Vai al contenuto

Pagina:Ovidio - Le metamorfosi.djvu/47

Da Wikisource.

Per fuggire i cavalli e danno, e scorno,
     Voltan la groppa al Drago, e via se’n vanno
     Tanto affrettando verso il mezzo giorno,
     Che ’l Tropico del Cancro passat’ hanno.
     Già non pensan gir là dal Capricorno,
     Come nel noto lor viaggio stanno,
     Ma per non gir, come havean fatto à caso,
     Si drizzan per la pesta in ver l’occaso.

Hor come l’inesperto auriga, e stolto
     Mira da l’alto ciel la bassa terra,
     Trema, e diventa pallido nel volto,
     E poco men, che non ruina à terra.
     Già quel tanto splendor gli ha ’l veder tolto,
     Che gli occhi contra il suo voler gli serra.
     Vorria già haver creduto à la sua madre,
     E non haver mai conosciuto il padre.

Gli Astrologi sagaci, et altri assai,
     Se ben non sono in tal scienza instrutti,
     Stupiscon, che i solari ardenti rai
     Veggon da Polo à Polo esser condutti,
     E più, che ardon si torridi, c’homai
     Gli han quasi tutti quanti arsi, e distrutti,
     Ma ben novo stupor allhor gl’ ingombra,
     Ch’ all’austro il corpo lor veggon far ombra.
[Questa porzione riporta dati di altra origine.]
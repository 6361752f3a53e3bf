//! Domain layer containing business logic and domain types.
//!
//! # Module Organization
//!
//! - `foundation` - Shared domain primitives (value objects, IDs, enums, errors)
//! - `methodology` - The four-phase questionnaire definition
//! - `session` - Session aggregate, answers and reconciliation
//! - `output` - Markdown, JSON and AI prompt renderings

pub mod foundation;
pub mod methodology;
pub mod output;
pub mod session;
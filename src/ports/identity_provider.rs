//! Identity Provider Port - the inexpensive "who is signed in" probe.
//!
//! Authentication itself happens elsewhere; the store only asks whether a
//! user is currently resolved and which one.

use async_trait::async_trait;

use crate::domain::foundation::{AuthError, AuthenticatedUser};

/// Resolves the currently signed-in user, if any.
///
/// # Contract
///
/// Implementations must:
/// - Return `Ok(None)` when nobody is signed in
/// - Return `AuthError::SessionExpired` when stored credentials were rejected
/// - Return `AuthError::ServiceUnavailable` for transient failures
#[async_trait]
pub trait IdentityProvider: Send + Sync {
    async fn current_user(&self) -> Result<Option<AuthenticatedUser>, AuthError>;
}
Che farà l’ infelice, ha già lasciato
     Un gran spatio di ciel dietro à le spalle,
     E già si vede à quel giogo arrivato,
     Dove comincia à declinare il calle.
     Ó voglia andar da questo, ò da quel lato,
     Forza è calar ne la profonda valle:
     Tien il fren, ma no’l regge, e non sa come
     Gl’infiammati destrier chiamar per nome.

Mentre scorrendo il ciel piange, e sospira
     Il timido garzon, ne sa, che farsi,
     Molti horrendi animali incontra, e mira,
     Che son per tutto ’l ciel divisi, e sparsi.
     Fra’l Sagittario, e la Vergine il tira
     Il carro intanto, et ecco appresentarsi
     L’horrendo Scorpion, che sì s’estende,
     Che ’l luogo di due segni ingombra, e prende.

Quando il pentito giovane s’accorge
     De l’animal, che per ferir s’è mosso,
     E ruggiadoso, et humido lo scorge
     Di mortifer venen per tutto ’l dosso,
     Che reflette la coda, e innanzi sporge
     L’acute branche, e vuol venirgli addosso,
     Per fuggir lascia il freno, e, più che puote
     Con la sferza i destrier batte, e percuote.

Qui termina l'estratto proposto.